Termómetro, timba y desesperación

Con todo, Argentina se volvió insondable. Y el futuro del peronismo está condicionado por lo que arrojen las urnas: si Massa y Kicillof prevalecieran, estarían llamados a encabezar la reconfiguración o renovación, mientras que los tres referentes de La Cámpora aludidos ut supra terminarían contribuyendo o cinchando en la tarea. Abismalmente distinto será el camino si entre octubre y noviembre se consuma la derrota.

Los días que faltan hasta el hecho de masas electoral oscilan entre la ansiedad y el frenesí por dilucidar hacia dónde se mecen las preferencias del padrón, en una época de termómetros rotos y el temor a que la divulgación de las imágenes del ex jefe de Gabinete bonaerense –capturado entre la obscenidad y la ostentación- hundan el humor general en la bronca. La tarea de los dos puntales para empujar la performance del oficialismo hacia el ballotage se vuelve titánica, justo después que Massa lograra erigirse en el decisor indiscutido con el apoyo de todo el peronismo y contra el pataleo –a veces, indisimulado- de los que tendrían poltrona parlamentaria asegurada.

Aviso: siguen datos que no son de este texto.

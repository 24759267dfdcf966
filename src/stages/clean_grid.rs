//! Resets the grid and the per-particle links to `SENTINEL`. Must run before the grid is built.

use tether_gpu_shared::constants::WORKGROUP_SIZE;

use crate::{
    error::{Error, Result},
    gpu_manager::Gpu,
    pipeline::{
        buffers::Buffers,
        builder::Builder,
        descriptor::{Descriptor, ResourceSet},
        KernelConfig, Stage,
    },
    registry::Registry,
    shader::ShaderLibrary,
};

const LAYOUT: &[wgpu::BindGroupLayoutEntry] = &[
    Builder::storage_entry(0, false),
    Builder::storage_entry(1, false),
];

/// The grid clearing stage. Owns nothing, it works on the grid stage's buffers.
#[derive(Default)]
pub struct CleanGridStage {
    /// Has to cover both the cells and the particles
    instance_count: u32,
}

impl CleanGridStage {
    /// Instantiate with nothing to do. The count is only known once the grid exists.
    #[must_use]
    #[inline]
    pub const fn new() -> Self {
        Self { instance_count: 0 }
    }

    /// Cover `count` entries of both buffers
    #[inline]
    pub fn set_instance_count(&mut self, count: u32) {
        self.instance_count = count;
    }
}

impl Stage for CleanGridStage {
    const LABEL: &'static str = "clean grid";

    #[inline]
    fn descriptor(&self) -> Descriptor {
        Descriptor {
            provides: ResourceSet::EMPTY,
            requires: ResourceSet {
                buffers: &[Buffers::GRID, Buffers::PARTICLE_NEXT],
                ..ResourceSet::EMPTY
            },
            links: ResourceSet::EMPTY,
        }
    }

    #[inline]
    fn kernel(&self) -> KernelConfig {
        KernelConfig {
            shader: ShaderLibrary::CLEAN_GRID,
            entry_point: "main",
            workgroup_size: WORKGROUP_SIZE,
            uses_global: false,
            bind_group_layouts: &[LAYOUT],
        }
    }

    #[inline]
    fn instance_count(&self) -> u32 {
        self.instance_count
    }

    #[inline]
    fn create_owned_resources(&mut self, _gpu: &Gpu, _registry: &mut Registry) -> Result<()> {
        Ok(())
    }

    #[inline]
    fn create_bind_groups(
        &self,
        gpu: &Gpu,
        registry: &Registry,
        layouts: &[wgpu::BindGroupLayout],
    ) -> Result<Vec<wgpu::BindGroup>> {
        let [layout] = layouts else {
            return Err(Error::Uninitialized(Self::LABEL));
        };
        let cells = registry.buffer(Buffers::GRID)?;
        let next = registry.buffer(Buffers::PARTICLE_NEXT)?;

        let bind_group =
            Builder::new(&gpu.device).bind_group(Self::LABEL, layout, &[&*cells, &*next]);
        Ok(vec![bind_group])
    }
}

#[cfg(test)]
mod tests {
    use super::*;

    #[test]
    fn does_nothing_until_told_how_much_to_clear() {
        let mut stage = CleanGridStage::new();
        assert_eq!(stage.instance_count(), 0);
        stage.set_instance_count(5151);
        assert_eq!(stage.instance_count(), 5151);
    }
}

Aun así, el entorno del candidato presidencial de Unión por la Patria (UxP) estima que el oficialismo tiene su pase a segunda vuelta garantizado. Hasta en el campamento de Milei, concedieron a Realidad en Aumento que la intención de voto del postulante de La Libertad Avanza puede no alcanzarle para eximirse del ballotage, pero insisten que todavía puede ocurrir que el conteo del primer turno lo catapulte directamente a Casa Rosada. Consultores más afines al gobierno nacional, de todas formas, filtran datos que indican que Massa acortó la distancia y ya se encuentra por encima de los 30 puntos.

Contra el desgano insuflado por la panoplia mediática y los daños infligidos por una interna desgastante, Massa y Kicillof están obligados a correr su propio riesgo al albur para evitar la reedición del desenlace autoritario que se amasó tras la muerte de Perón. De ahí que haya sido crucial la unción cristinista a los dos exponentes de la generación diezmada y que, contrarreloj, la agitación militante entrara en el vértigo de acercar materialmente los enunciados inasibles para los postergados, con la desesperación frente al terror inconmensurable.